1,338 reports of this reaction
4.7% of all CENEGERMIN BKBJ reports
#3 most reported adverse reaction
PRODUCT DOSE OMISSION ISSUE is the #3 most commonly reported adverse reaction for CENEGERMIN BKBJ, manufactured by Domp farmaceutici S.p.A.. There are 1,338 FDA adverse event reports linking CENEGERMIN BKBJ to PRODUCT DOSE OMISSION ISSUE. This represents approximately 4.7% of all 28,659 adverse event reports for this drug.
Patients taking CENEGERMIN BKBJ who experience product dose omission issue should discuss this symptom with their healthcare provider to determine whether it may be related to their medication and what alternatives may be available.

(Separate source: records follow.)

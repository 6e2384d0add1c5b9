//! Property-set merge utilities.
//!
//! Two merge policies coexist here and they are **not** interchangeable:
//!
//! - [`collect_properties`] is last-write-wins: it models incremental
//!   collection into one object, where a later declaration of `x` replaces an
//!   earlier one.
//! - [`flatten_intersection`] is first-occurrence-wins: when `A & B` both
//!   declare `x`, the left-most member's `x` shadows the later one.
//!
//! The asymmetry mirrors the behavior the generator depends on; see
//! `merge_defaults` in the resolver crate for the third policy (last-wins
//! default composition). Do not unify these without auditing every caller.

use indexmap::IndexMap;

use crate::node::{PropertyInfo, TypeNode};

/// Fold `incoming` into `map`, replacing same-named entries (last write wins)
/// while preserving first-insertion order.
pub fn collect_properties(
    map: &mut IndexMap<String, PropertyInfo>,
    incoming: impl IntoIterator<Item = PropertyInfo>,
) {
    for prop in incoming {
        map.insert(prop.name.clone(), prop);
    }
}

/// Flatten the property sets of intersection members into one list.
///
/// Nested intersections are flattened recursively; non-object members
/// contribute nothing. On a duplicate name the **first** occurrence wins:
/// `{x: string} & {x: number, y: string}` flattens to `{x: string, y: string}`.
pub fn flatten_intersection(members: &[TypeNode]) -> Vec<PropertyInfo> {
    let mut map: IndexMap<String, PropertyInfo> = IndexMap::new();
    flatten_into(&mut map, members);
    map.into_values().collect()
}

fn flatten_into(map: &mut IndexMap<String, PropertyInfo>, members: &[TypeNode]) {
    for member in members {
        match member {
            TypeNode::Object { properties, .. } => {
                for prop in properties {
                    if !map.contains_key(&prop.name) {
                        map.insert(prop.name.clone(), prop.clone());
                    }
                }
            }
            TypeNode::Intersection { members: inner } => flatten_into(map, inner),
            _ => {}
        }
    }
}

#[cfg(test)]
mod tests {
    use super::*;

    fn obj(props: Vec<PropertyInfo>) -> TypeNode {
        TypeNode::Object {
            name: None,
            properties: props,
            generic_params: None,
            index_signature: None,
        }
    }

    #[test]
    fn collection_is_last_write_wins() {
        let mut map = IndexMap::new();
        collect_properties(
            &mut map,
            vec![
                PropertyInfo::new("x", TypeNode::primitive("string")),
                PropertyInfo::new("x", TypeNode::primitive("number")),
            ],
        );
        assert_eq!(map.len(), 1);
        assert_eq!(map["x"].ty, TypeNode::primitive("number"));
    }

    #[test]
    fn intersection_flattening_is_first_occurrence_wins() {
        let a = obj(vec![PropertyInfo::new("x", TypeNode::primitive("string"))]);
        let b = obj(vec![
            PropertyInfo::new("x", TypeNode::primitive("number")),
            PropertyInfo::new("y", TypeNode::primitive("string")),
        ]);
        let flat = flatten_intersection(&[a, b]);
        assert_eq!(flat.len(), 2);
        assert_eq!(flat[0].name, "x");
        assert_eq!(flat[0].ty, TypeNode::primitive("string"));
        assert_eq!(flat[1].name, "y");
    }

    #[test]
    fn nested_intersections_flatten_recursively() {
        let inner = TypeNode::Intersection {
            members: vec![obj(vec![PropertyInfo::new(
                "z",
                TypeNode::primitive("boolean"),
            )])],
        };
        let flat = flatten_intersection(&[
            obj(vec![PropertyInfo::new("x", TypeNode::primitive("string"))]),
            inner,
        ]);
        assert_eq!(flat.iter().map(|p| p.name.as_str()).collect::<Vec<_>>(), [
            "x", "z"
        ]);
    }
}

PRODUCT DOSE OMISSION ISSUE is moderately reported among CENEGERMIN BKBJ users, representing a notable but not dominant share of adverse events.
In addition to product dose omission issue, the following adverse reactions have been reported for CENEGERMIN BKBJ:
The following drugs have also been linked to product dose omission issue in FDA adverse event reports:
PRODUCT DOSE OMISSION ISSUE has been reported as an adverse event in 1,338 FDA reports for CENEGERMIN BKBJ. This does not prove causation, but indicates an association observed in post-market surveillance data.
PRODUCT DOSE OMISSION ISSUE accounts for approximately 4.7% of all adverse event reports for CENEGERMIN BKBJ, making it one of the most commonly reported side effect.
If you experience product dose omission issue while taking CENEGERMIN BKBJ, contact your healthcare provider. They can evaluate whether the symptom is related to your medication and discuss potential adjustments to your treatment plan. Do not stop taking prescribed medication without consulting your doctor.